I'm interested in earlier investigations of this formula and the closely related formula

$$F(x,t)=\exp[t \cdot g(x)d/dx]x = f[f^{-1}(x)+t],$$

where $g(x) = [df^{(-1)}/dx]^{-1.}$

Both occasionally pop up in MO (see [Q1][2], [Q2][3], [O3][4]).

So far the earliest presentations I know of are

1) by Abel for the $FGL(x,y)$ in 1826 (cf. "[From Abel's heritage: Transcendental objects in algebraic geometry and their algebraization][5]" by F. Catanese, p. 6, Thm. 2.1, and "[The Work of Niels Henrik Abel][6]" by Houzel, p. 24, Eqn. 5.)

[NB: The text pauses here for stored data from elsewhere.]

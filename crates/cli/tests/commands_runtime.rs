use std::env;
use std::fs;
use std::path::Path;
use std::sync::{Mutex, OnceLock};

use pairadox_cli::commands::predict::PredictArgs;
use pairadox_cli::commands::{config, doctor, migrate, predict};
use serde_json::Value;

const CATALOG: &str = "\
code;label;market;segment;category;family;price;origin;premium
A;Cola BRAND 1 0.5L;Food;Drinks;Soda;F1;100;RO;no
B;Cola BRAND 1 1L;Food;Drinks;Soda;F1;100;RO;no
C;Lemonade BRAND 1;Food;Drinks;Soda;F2;500;RO;no
D;Lemonade BRAND 2;Food;Drinks;Soda;F2;100;RO;no
";

#[test]
fn migrate_returns_success_with_valid_env() {
    with_env(&[("PAIRADOX_DATABASE_URL", "sqlite::memory:")], || {
        let result = migrate::run();
        assert_eq!(result.exit_code, 0, "expected successful migrate run");

        let payload = parse_payload(&result.output);
        assert_eq!(payload["command"], "migrate");
        assert_eq!(payload["status"], "ok");
    });
}

#[test]
fn migrate_reports_applied_versions_then_up_to_date() {
    let dir = tempfile::tempdir().expect("tempdir");
    let url = format!("sqlite://{}", dir.path().join("migrate.db").display());

    with_env(&[("PAIRADOX_DATABASE_URL", &url)], || {
        let first = migrate::run();
        assert_eq!(first.exit_code, 0, "{}", first.output);
        assert_eq!(parse_payload(&first.output)["message"], "applied 1 migration(s): 1");

        let second = migrate::run();
        assert_eq!(second.exit_code, 0, "{}", second.output);
        assert_eq!(parse_payload(&second.output)["message"], "catalog schema already up to date");
    });
}

#[test]
fn migrate_returns_config_failure_for_invalid_env() {
    with_env(&[("PAIRADOX_DATABASE_MAX_CONNECTIONS", "many")], || {
        let result = migrate::run();
        assert_eq!(result.exit_code, 2, "expected config validation failure code");

        let payload = parse_payload(&result.output);
        assert_eq!(payload["command"], "migrate");
        assert_eq!(payload["status"], "error");
        assert_eq!(payload["error_class"], "config_validation");
    });
}

#[test]
fn config_reports_env_sources() {
    with_env(
        &[("PAIRADOX_DATABASE_URL", "sqlite::memory:"), ("PAIRADOX_SERVER_PORT", "9123")],
        || {
            let output = config::run();

            assert!(output.contains("- database.url = sqlite::memory: (source: env (PAIRADOX_DATABASE_URL))"));
            assert!(output.contains("- server.port = 9123 (source: env (PAIRADOX_SERVER_PORT))"));
            assert!(output.contains("- catalog.restore_on_startup = true (source: default)"));
        },
    );
}

#[test]
fn doctor_passes_after_migrate_on_file_database() {
    let dir = tempfile::tempdir().expect("tempdir");
    let url = format!("sqlite://{}", dir.path().join("doctor.db").display());

    with_env(&[("PAIRADOX_DATABASE_URL", &url)], || {
        let before = doctor::run(true);
        assert_eq!(before.exit_code, 1, "schema should be reported as pending");
        let report = parse_payload(&before.output);
        assert_eq!(report["overall_status"], "fail");
        assert_eq!(check_status(&report, "database_connectivity"), "pass");
        assert_eq!(check_status(&report, "schema_migrations"), "fail");

        assert_eq!(migrate::run().exit_code, 0);

        let after = doctor::run(true);
        assert_eq!(after.exit_code, 0, "expected all checks to pass: {}", after.output);
        let report = parse_payload(&after.output);
        assert_eq!(report["overall_status"], "pass");
    });
}

#[test]
fn doctor_skips_database_checks_when_config_fails() {
    with_env(&[("PAIRADOX_SERVER_PORT", "not-a-port")], || {
        let result = doctor::run(false);

        assert_eq!(result.exit_code, 1);
        assert!(result.output.contains("- [fail] config_validation"));
        assert!(result.output.contains("- [skip] database_connectivity"));
        assert!(result.output.contains("- [skip] schema_migrations"));
    });
}

#[test]
fn predict_ranks_substitutes_from_catalog_file() {
    let dir = tempfile::tempdir().expect("tempdir");
    let catalog = write_catalog(dir.path());

    let result = predict::run(&PredictArgs {
        catalog,
        product: "A".to_string(),
        feedback: Vec::new(),
    });
    assert_eq!(result.exit_code, 0, "unexpected failure: {}", result.output);

    let prediction = parse_payload(&result.output);
    assert_eq!(prediction["product_id"], "A");
    assert_eq!(prediction["substitutes"], serde_json::json!(["B", "C"]));
    assert_eq!(prediction["confidences"]["B"], 100.0);
    assert_eq!(prediction["confidences"]["C"], 30.0);
}

#[test]
fn predict_replays_feedback_before_ranking() {
    let dir = tempfile::tempdir().expect("tempdir");
    let catalog = write_catalog(dir.path());

    let result = predict::run(&PredictArgs {
        catalog,
        product: "A".to_string(),
        feedback: vec!["A=C".to_string(), "A=C".to_string()],
    });
    assert_eq!(result.exit_code, 0, "unexpected failure: {}", result.output);

    let prediction = parse_payload(&result.output);
    assert_eq!(prediction["confidences"]["C"], 100.0);
    assert_eq!(prediction["confidences"]["B"], 0.0);
}

#[test]
fn predict_reports_error_classes() {
    let dir = tempfile::tempdir().expect("tempdir");
    let catalog = write_catalog(dir.path());

    let unknown = predict::run(&PredictArgs {
        catalog: catalog.clone(),
        product: "Z".to_string(),
        feedback: Vec::new(),
    });
    assert_eq!(unknown.exit_code, 5);
    assert_eq!(parse_payload(&unknown.output)["error_class"], "not_found");

    let bad_feedback = predict::run(&PredictArgs {
        catalog,
        product: "A".to_string(),
        feedback: vec!["A->C".to_string()],
    });
    assert_eq!(bad_feedback.exit_code, 2);
    assert_eq!(parse_payload(&bad_feedback.output)["error_class"], "invalid_argument");

    let missing = predict::run(&PredictArgs {
        catalog: dir.path().join("missing.csv"),
        product: "A".to_string(),
        feedback: Vec::new(),
    });
    assert_eq!(missing.exit_code, 3);
    assert_eq!(parse_payload(&missing.output)["error_class"], "catalog_read");

    let malformed = dir.path().join("malformed.csv");
    fs::write(&malformed, "code;label;market\nA;Cola;Food\n").expect("write malformed");
    let result = predict::run(&PredictArgs {
        catalog: malformed,
        product: "A".to_string(),
        feedback: Vec::new(),
    });
    assert_eq!(result.exit_code, 4);
    assert_eq!(parse_payload(&result.output)["error_class"], "catalog_format");

    let mislabeled = dir.path().join("catalog.xlsx");
    fs::write(&mislabeled, CATALOG).expect("write mislabeled");
    let result = predict::run(&PredictArgs {
        catalog: mislabeled,
        product: "A".to_string(),
        feedback: Vec::new(),
    });
    assert_eq!(result.exit_code, 4);
    let payload = parse_payload(&result.output);
    assert!(payload["message"].as_str().unwrap_or_default().contains("unreadable workbook"));
}

fn write_catalog(dir: &Path) -> std::path::PathBuf {
    let path = dir.join("catalog.csv");
    fs::write(&path, CATALOG).expect("write catalog");
    path
}

fn check_status(report: &Value, name: &str) -> String {
    report["checks"]
        .as_array()
        .expect("checks array")
        .iter()
        .find(|check| check["name"] == name)
        .and_then(|check| check["status"].as_str())
        .unwrap_or_default()
        .to_string()
}

fn parse_payload(output: &str) -> Value {
    serde_json::from_str(output).expect("command output should be valid JSON")
}

fn with_env(vars: &[(&str, &str)], test_fn: impl FnOnce()) {
    static ENV_LOCK: OnceLock<Mutex<()>> = OnceLock::new();
    let _guard =
        ENV_LOCK.get_or_init(|| Mutex::new(())).lock().expect("env mutex should not be poisoned");

    let keys = [
        "PAIRADOX_DATABASE_URL",
        "PAIRADOX_DATABASE_MAX_CONNECTIONS",
        "PAIRADOX_DATABASE_TIMEOUT_SECS",
        "PAIRADOX_SERVER_BIND_ADDRESS",
        "PAIRADOX_SERVER_PORT",
        "PAIRADOX_SERVER_GRACEFUL_SHUTDOWN_SECS",
        "PAIRADOX_SERVER_CORS_ALLOWED_ORIGINS",
        "PAIRADOX_CATALOG_MAX_UPLOAD_BYTES",
        "PAIRADOX_CATALOG_RESTORE_ON_STARTUP",
        "PAIRADOX_LOGGING_LEVEL",
        "PAIRADOX_LOGGING_FORMAT",
        "PAIRADOX_LOG_LEVEL",
        "PAIRADOX_LOG_FORMAT",
    ];

    let previous_values: Vec<(&str, Option<String>)> =
        keys.iter().map(|key| (*key, env::var(key).ok())).collect();

    for key in &keys {
        env::remove_var(key);
    }
    for (key, value) in vars {
        env::set_var(key, value);
    }

    test_fn();

    for (key, value) in previous_values {
        if let Some(value) = value {
            env::set_var(key, value);
        } else {
            env::remove_var(key);
        }
    }
}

2) by Abel for $F(x,t)$ in 1826 (cf. [Abel equation][7], 1826).

3) by Charles Graves for $F(x,t)$ in 1853 in  "A generalization of the symbolic statement of Taylor's theorem" in the Proceedings of the Royal Irish Academy, Vol. 5, (1850-1853), p. 285-287 (cf. p. 13 in The Theory of Linear Operators ... , Principia Press, 1936, by Harold T. Davis and MO-Q2).



Aware of any earlier presentations than Abel's or Graves?

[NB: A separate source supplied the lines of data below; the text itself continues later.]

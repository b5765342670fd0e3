use pairadox_core::config::{AppConfig, LoadOptions};
use pairadox_db::{connect_with_settings, migrations};

use crate::commands::CommandResult;

const COMMAND: &str = "migrate";

/// Brings the catalog schema up to date and names the versions it applied.
pub fn run() -> CommandResult {
    let config = match AppConfig::load(LoadOptions::default()) {
        Ok(config) => config,
        Err(error) => {
            return CommandResult::failure(
                COMMAND,
                "config_validation",
                format!("configuration issue: {error}"),
                2,
            );
        }
    };

    let runtime = match tokio::runtime::Builder::new_current_thread().enable_all().build() {
        Ok(runtime) => runtime,
        Err(error) => {
            return CommandResult::failure(
                COMMAND,
                "runtime_init",
                format!("failed to initialize async runtime: {error}"),
                3,
            );
        }
    };

    let applied = runtime.block_on(async {
        let pool = connect_with_settings(
            &config.database.url,
            config.database.max_connections,
            config.database.timeout_secs,
        )
        .await
        .map_err(|error| ("db_connectivity", error.to_string(), 4u8))?;

        let pending = migrations::pending_versions(&pool).await.map_err(|error| {
            ("migration", format!("failed to read migration history: {error}"), 5u8)
        })?;
        migrations::run_pending(&pool)
            .await
            .map_err(|error| ("migration", error.to_string(), 5u8))?;
        pool.close().await;
        Ok::<Vec<i64>, (&'static str, String, u8)>(pending)
    });

    match applied {
        Ok(versions) => CommandResult::success(COMMAND, describe_applied(&versions)),
        Err((error_class, message, exit_code)) => {
            CommandResult::failure(COMMAND, error_class, message, exit_code)
        }
    }
}

fn describe_applied(versions: &[i64]) -> String {
    if versions.is_empty() {
        return "catalog schema already up to date".to_string();
    }
    let listed: Vec<String> = versions.iter().map(i64::to_string).collect();
    format!("applied {} migration(s): {}", versions.len(), listed.join(", "))
}
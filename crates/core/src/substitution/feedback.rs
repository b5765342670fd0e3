//! Learned substitution history

use std::collections::HashMap;

use crate::domain::product::ProductCode;

/// Counters of confirmed substitutions and of feedback exposure per source product.
///
/// Exposure grows by one per recorded entry, so a batch reporting N substitutes for one
/// source raises it by N. Entries for codes missing from the current catalog are kept.
#[derive(Debug, Clone, Default)]
pub struct FeedbackLedger {
    substitutions: HashMap<ProductCode, HashMap<ProductCode, u64>>,
    exposure: HashMap<ProductCode, u64>,
}

impl FeedbackLedger {
    pub fn record(&mut self, source: &ProductCode, substitute: &ProductCode) {
        *self
            .substitutions
            .entry(source.clone())
            .or_default()
            .entry(substitute.clone())
            .or_insert(0) += 1;
        *self.exposure.entry(source.clone()).or_insert(0) += 1;
    }

    pub fn record_batch(&mut self, source: &ProductCode, substitutes: &[ProductCode]) -> usize {
        for substitute in substitutes {
            self.record(source, substitute);
        }
        substitutes.len()
    }

    pub fn substitution_count(&self, source: &ProductCode, substitute: &ProductCode) -> u64 {
        self.substitutions
            .get(source)
            .and_then(|targets| targets.get(substitute))
            .copied()
            .unwrap_or(0)
    }

    pub fn has_substitution(&self, source: &ProductCode, substitute: &ProductCode) -> bool {
        self.substitution_count(source, substitute) > 0
    }

    pub fn exposure(&self, source: &ProductCode) -> u64 {
        self.exposure.get(source).copied().unwrap_or(0)
    }

    pub fn clear(&mut self) {
        self.substitutions.clear();
        self.exposure.clear();
    }
}
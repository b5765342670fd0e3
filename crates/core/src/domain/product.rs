use std::fmt;

use serde::{Deserialize, Serialize};

#[derive(Clone, Debug, PartialEq, Eq, PartialOrd, Ord, Hash, Serialize, Deserialize)]
#[serde(transparent)]
pub struct ProductCode(pub String);

impl ProductCode {
    pub fn new(code: impl Into<String>) -> Self {
        Self(code.into())
    }

    pub fn as_str(&self) -> &str {
        &self.0
    }
}

impl fmt::Display for ProductCode {
    fn fmt(&self, f: &mut fmt::Formatter<'_>) -> fmt::Result {
        f.write_str(&self.0)
    }
}

impl From<&str> for ProductCode {
    fn from(value: &str) -> Self {
        Self(value.to_owned())
    }
}

impl From<String> for ProductCode {
    fn from(value: String) -> Self {
        Self(value)
    }
}

/// Brand value used when a product label carries no `BRAND <digits>` marker.
pub const UNKNOWN_BRAND: &str = "N/A";

/// Attributes of one catalog product, keyed by its code inside a loaded catalog.
#[derive(Clone, Debug, PartialEq)]
pub struct ProductRecord {
    pub code: ProductCode,
    pub label: String,
    pub market: String,
    pub segment: String,
    pub category: String,
    pub family: String,
    pub brand: String,
    pub price: f64,
    pub origin: String,
    pub premium: String,
}

impl ProductRecord {
    pub fn same_family(&self, other: &ProductRecord) -> bool {
        self.family == other.family
    }
}

/// Read-only view of a [`ProductRecord`] for catalog listings.
#[derive(Clone, Debug, PartialEq, Serialize, Deserialize)]
pub struct ProductListing {
    pub code: ProductCode,
    pub label: String,
    pub market: String,
    pub segment: String,
    pub category: String,
    pub family: String,
    pub brand: String,
    pub price: f64,
    pub origin: String,
    pub premium: String,
}

impl From<&ProductRecord> for ProductListing {
    fn from(record: &ProductRecord) -> Self {
        Self {
            code: record.code.clone(),
            label: record.label.clone(),
            market: record.market.clone(),
            segment: record.segment.clone(),
            category: record.category.clone(),
            family: record.family.clone(),
            brand: record.brand.clone(),
            price: record.price,
            origin: record.origin.clone(),
            premium: record.premium.clone(),
        }
    }
}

  [1]: https://en.m.wikipedia.org/wiki/Formal_group_law
  [2]: https://mathoverflow.net/questions/291888/characterizing-positivity-of-formal-group-laws
  [3]: https://mathoverflow.net/questions/52241/formal-group-laws-and-l-series
  [4]: https://mathoverflow.net/questions/145555/why-is-there-a-connection-between-enumerative-geometry-and-nonlinear-waves/181534#181534
  [5]: https://arxiv.org/abs/math/0307068
  [6]: http://www.abelprisen.no/c53052/binfil/download.php?tid=53200
  [7]: https://en.m.wikipedia.org/wiki/Abel_equation